Terkait kedaruratan medis, Harkristuti mencontohkan apabila korban pemerkosaan merasa tidak mau melanjutkan kelahiran dan ada indikasi kuat ingin bunuh diri maka bisa saja dianggap sebagai kedaruratan medis. Namun, ia mengingatkan bahwa harus ada pemeriksaan yang menyeluruh dan kesaksian dari tenaga ahli kesehatan, baik untuk fisik maupun psikologis.
BELUM ADA KLINIK ABORSI AMAN DAN RESMI
Yayasan Kesehatan Perempuan mendefinisikan aborsi sebagai pengeluaran hasil konsepsi (pembuahan) sebelum janin dapat hidup di luar kandungan, di mana berat janin kurang dari 500 gram atau kurang dari 20 minggu.
Berdasarkan hukum Islam, Mazhab Syafii menyatakan kehidupan dimulai saat pertemuan terjadi antara ovum dan sperma. Sementara, Hambali dan Maliki menyatakan kehidupan baru terjadi 100-120 hari setelah ovum dan sperma bertemu.
“Artinya, sebelum batas itu, kehamilan bisa dihentikan karena belum ada kehidupan,” jelas Harkristuti.
Berdasarkan data Badan Kesehatan Dunia (WHO), 73 juta aborsi yang diinduksi per tahun di seluruh dunia, 121 juta atau setengah dari kehamilan tidak direncanakan.
Enam dari 10 kehamilan yang tidak diinginkan berakhir dengan aborsi yang diinduksi. Dari angka ini, 45 persen tidak aman dan 97 persen berada di negara berkembang, termasuk Indonesia. Ini menjadi penyebab utama kematian dan morbiditas ibu padahal bisa dicegah.
Aborsi yang diinduksi adalah perawatan kesehatan yang sederhana dan umum. Sayangnya, belum ada penerapan klinik aborsi yang aman sehingga banyak yang ilegal.
Wira Hartiti, yang mewakili Direktur Kesehatan Usia Produktif dan Lansia, Kementerian Kesehatan, menyatakan bukan kesalahan sistem karena memang belum ada penetapan klinik aborsi aman yang resmi dari Kementerian Kesehatan.
“Untuk aborsi, memang belum ada penetapan faskes dan masih berproses untuk pelatihan dan pembuatan modul,” jelas Wira.
Namun, sudah ada pedoman untuk menjalankan pelatihan tersebut yang dilengkapi dengan naskah akademik. Selain itu, sudah ada anggaran untuk bisa melakukan pelatihan bagi tenaga ahli untuk pelaksanaan aborsi yang akan dilaksanakan secara bertahap.

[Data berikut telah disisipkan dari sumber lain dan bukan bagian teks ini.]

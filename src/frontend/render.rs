//! Renders an assembly into compilable GLSL text.
//!
//! Exactly one line of output is produced per [`AssemblyRef`], so compiler row numbers index straight back
//! into the assembly. Only the first `#version` in assembly order stays active; later ones and every
//! `#include` directive are emitted as `//` comments to keep the line count intact.

use std::fmt;

use glslink_core::directives::{self, DirectiveId, LINE_COMMENT};
use glslink_syntax::LineKind;

use super::assembler::AssemblyRef;
use super::registry::Registry;

/// What a rendered line was produced from.
#[derive(Debug, Clone, Copy, PartialEq, Eq, Hash)]
pub enum LineTag {
    Code,
    /// The one `#version` left active.
    ActiveVersion,
    /// A later `#version`, commented out.
    DuplicateVersion,
    /// An `#include` directive, replaced by a comment naming the resolved path.
    Include,
}

impl fmt::Display for LineTag {
    fn fmt(&self, f: &mut fmt::Formatter<'_>) -> fmt::Result {
        match self {
            LineTag::Code => write!(f, "code"),
            LineTag::ActiveVersion => write!(f, "active version"),
            LineTag::DuplicateVersion => write!(f, "duplicate version"),
            LineTag::Include => write!(f, "include"),
        }
    }
}

/// One line of rendered output.
#[derive(Debug, Clone, PartialEq, Eq)]
pub struct RenderedLine {
    /// 1-based position in the rendered text.
    pub number: usize,
    pub tag: LineTag,
    pub text: String,
}

/// Iterate the rendered lines of `assembly` in order.
pub fn rendered_lines<'a>(registry: &'a Registry, assembly: &'a [AssemblyRef]) -> RenderedLines<'a> {
    RenderedLines {
        registry,
        refs: assembly.iter().enumerate(),
        tag_version: false,
    }
}

/// Iterator returned by [`rendered_lines`].
pub struct RenderedLines<'a> {
    registry: &'a Registry,
    refs: std::iter::Enumerate<std::slice::Iter<'a, AssemblyRef>>,
    /// Whether the active `#version` has been emitted.
    tag_version: bool,
}

impl Iterator for RenderedLines<'_> {
    type Item = RenderedLine;

    fn next(&mut self) -> Option<RenderedLine> {
        let (i, r) = self.refs.next()?;
        let line = &self.registry.get(r.file).lines()[r.line_index];

        let (tag, text) = match line.kind {
            LineKind::Code => (LineTag::Code, line.payload.clone()),
            LineKind::Version => {
                let directive = format!("{} {}", directives::as_str(DirectiveId::Version), line.payload);
                if self.tag_version {
                    (LineTag::DuplicateVersion, format!("{LINE_COMMENT}{directive}"))
                } else {
                    self.tag_version = true;
                    (LineTag::ActiveVersion, directive)
                }
            }
            LineKind::Include => (LineTag::Include, format!("{LINE_COMMENT}{}", line.payload)),
        };

        Some(RenderedLine {
            number: i + 1,
            tag,
            text,
        })
    }

    fn size_hint(&self) -> (usize, Option<usize>) {
        self.refs.size_hint()
    }
}

/// Render `assembly` to a single string, one `\n`-terminated line per reference.
///
/// With `debug` set, every line is also logged with its number and tag.
#[tracing::instrument(skip_all, fields(lines = assembly.len()))]
pub fn render(registry: &Registry, assembly: &[AssemblyRef], debug: bool) -> String {
    let mut code = String::new();
    for line in rendered_lines(registry, assembly) {
        if debug {
            tracing::debug!(number = line.number, tag = %line.tag, "{}", line.text);
        }
        code.push_str(&line.text);
        code.push('\n');
    }
    code
}

/// Numbered listing of the rendered text, with directive lines tagged.
pub fn render_listing(registry: &Registry, assembly: &[AssemblyRef]) -> String {
    let width = assembly.len().to_string().len();
    let mut listing = String::new();
    for line in rendered_lines(registry, assembly) {
        listing.push_str(&format!("{:>width$}: {}", line.number, line.text));
        if line.tag != LineTag::Code {
            listing.push_str(&format!("    [{}]", line.tag));
        }
        listing.push('\n');
    }
    listing
}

“Targetnya tahun ini bisa menyelesaikan pelatihan dan menetapkan fasilitas kesehatan rujukan untuk aborsi,” lanjutnya.
Syarat pelayanan aborsi untuk kedaruratan medis dan kasus perkosaan antara lain dilakukan di fasilitas kesehatan yang berwenang, dokter yang sudah melakukan pelatihan dan bersertifikat, ada tim kelayakan aborsi (minimal 2 orang), serta konselor yang terlatih untuk melakukan konseling sebelum dan sesudah prosedur.

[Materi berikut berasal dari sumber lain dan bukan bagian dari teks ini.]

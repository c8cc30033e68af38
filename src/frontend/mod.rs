//! glslink frontend: everything between a shader path and compilable text.
//!
//! - `source`: byte sources (filesystem, in-memory, closures)
//! - `registry`: deduplicating store of loaded files
//! - `loader`: recursive `#include` loading
//! - `assembler`: flattening into an ordered line-reference sequence
//! - `render`: assembled text and debug listings
//! - `remap`: compiler log positions back to original files
//! - `diagnostics`: error types

// Line classification is provided by the shared glslink_syntax crate.
pub use glslink_syntax::{Line, LineKind};

pub mod assembler;
pub mod diagnostics;
pub mod loader;
pub mod registry;
pub mod remap;
pub mod render;
pub mod source;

Wira menambahkan setidaknya ada 2758 puskesmas dan 466 rumah sakit yang sudah menyediakan layanan kekerasan terhadap perempuan dan anak.

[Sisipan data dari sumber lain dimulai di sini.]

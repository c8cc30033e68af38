//! Source registry: the deduplicating, pointer-stable store of every file loaded in one cycle.
//!
//! Files live in an index arena. A [`SourceId`] handed out by [`Registry::insert`] stays valid for the
//! whole cycle because entries are never removed or moved. The registry is released as a whole when its
//! [`Shader`](crate::Shader) is dropped.

use std::collections::HashMap;

use glslink_syntax::{Line, LineKind};

/// Stable handle to a file in a [`Registry`].
#[derive(Debug, Clone, Copy, PartialEq, Eq, Hash, PartialOrd, Ord)]
pub struct SourceId(usize);

/// One loaded file and its classified lines.
#[derive(Debug, Clone, PartialEq, Eq)]
pub struct SourceFile {
    path: String,
    version: Option<String>,
    visited: bool,
    lines: Vec<Line>,
}

impl SourceFile {
    pub fn new(path: impl Into<String>) -> Self {
        Self {
            path: path.into(),
            version: None,
            visited: false,
            lines: Vec::new(),
        }
    }

    pub fn path(&self) -> &str {
        &self.path
    }

    /// Version declared by the first `#version` line of this file, if any.
    pub fn version(&self) -> Option<&str> {
        self.version.as_deref()
    }

    /// Whether the file has already been flattened into the assembly.
    pub fn is_visited(&self) -> bool {
        self.visited
    }

    pub fn lines(&self) -> &[Line] {
        &self.lines
    }

    /// Append a line. Later `#version` lines are kept but do not replace the first one.
    pub fn push_line(&mut self, line: Line) {
        if line.kind == LineKind::Version && self.version.is_none() {
            self.version = Some(line.payload.clone());
        }
        self.lines.push(line);
    }

    pub(crate) fn mark_visited(&mut self) {
        self.visited = true;
    }

    /// Paths this file includes, in line order.
    pub fn includes(&self) -> impl Iterator<Item = &str> {
        self.lines
            .iter()
            .filter(|l| l.kind == LineKind::Include)
            .map(|l| l.payload.as_str())
    }
}

/// Resolved path -> owned [`SourceFile`].
#[derive(Debug, Default)]
pub struct Registry {
    files: Vec<SourceFile>,
    by_path: HashMap<String, SourceId>,
}

impl Registry {
    pub fn new() -> Self {
        Self::default()
    }

    /// Register an empty file for `path`, or return the existing entry.
    ///
    /// The boolean is `true` when the entry was created by this call.
    pub fn insert(&mut self, path: &str) -> (SourceId, bool) {
        if let Some(&id) = self.by_path.get(path) {
            return (id, false);
        }
        let id = SourceId(self.files.len());
        self.files.push(SourceFile::new(path));
        self.by_path.insert(path.to_string(), id);
        (id, true)
    }

    pub fn find(&self, path: &str) -> Option<SourceId> {
        self.by_path.get(path).copied()
    }

    pub fn contains(&self, path: &str) -> bool {
        self.by_path.contains_key(path)
    }

    /// ## Panics
    /// If `id` was issued by a different registry.
    pub fn get(&self, id: SourceId) -> &SourceFile {
        &self.files[id.0]
    }

    pub fn get_mut(&mut self, id: SourceId) -> &mut SourceFile {
        &mut self.files[id.0]
    }

    pub fn len(&self) -> usize {
        self.files.len()
    }

    pub fn is_empty(&self) -> bool {
        self.files.is_empty()
    }

    /// Files in registration order.
    pub fn iter(&self) -> impl Iterator<Item = (SourceId, &SourceFile)> {
        self.files.iter().enumerate().map(|(i, f)| (SourceId(i), f))
    }
}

Sebagai pendamping, Ana mengkritisi buruknya mekanisme koordinasi antar berbagai pihak menjadi faktor pemicu peraturan menjadi sulit diimplementasikan. Selain itu, jangkauan puskesmas masih terbatas, masih sebatas berurusan dengan darah rendah dan keluhan fisik lainnya, belum siap untuk menampung kasus kekerasan seksual.
“Harapannya, pengaturan aborsi dalam RKUHP harus mampu menjawab persoalan pendampingan kasus kekerasan seksual dan berorientasi kepada pemenuhan hak-hak korban,” tandasnya.
“Bagaimana korban bisa berdaya dan dapatkan layanan komprehensif. Salah satunya adalah layanan kehamilan tidak diinginkan yaitu legal safe abortion. Ketika tidak siap secara psikologis dan sistem tidak boleh memaksa korban untuk melanjutkan kehamilan.”
Ida pun menyoroti aspek lain, di luar dari indikasi medis, misalnya psikologis dan ekonomi, yang juga bisa diatur dalam RKUHP.
“Tidak hanya fisik, berharap ada aspek psikologi jadi pertimbangan. Misalnya, bentuk kekerasan seksual lain mengakibatkan kehamilan tidak diinginkan secara ekonomi tidak siap, bisa dilakukan aborsi, semestinya bisa diatur,” tuturnya.
Dia menambahkan untuk bisa mempercepat proses penyelenggaraan layanan aborsi aman di daerah. “Hingga saat ini, belum ada rujukan fasilitas kesehatan yang legal, bersertifikat, dan paham prosedur untuk lakukan aborsi yang aman, apalagi di daerah,” jelasnya.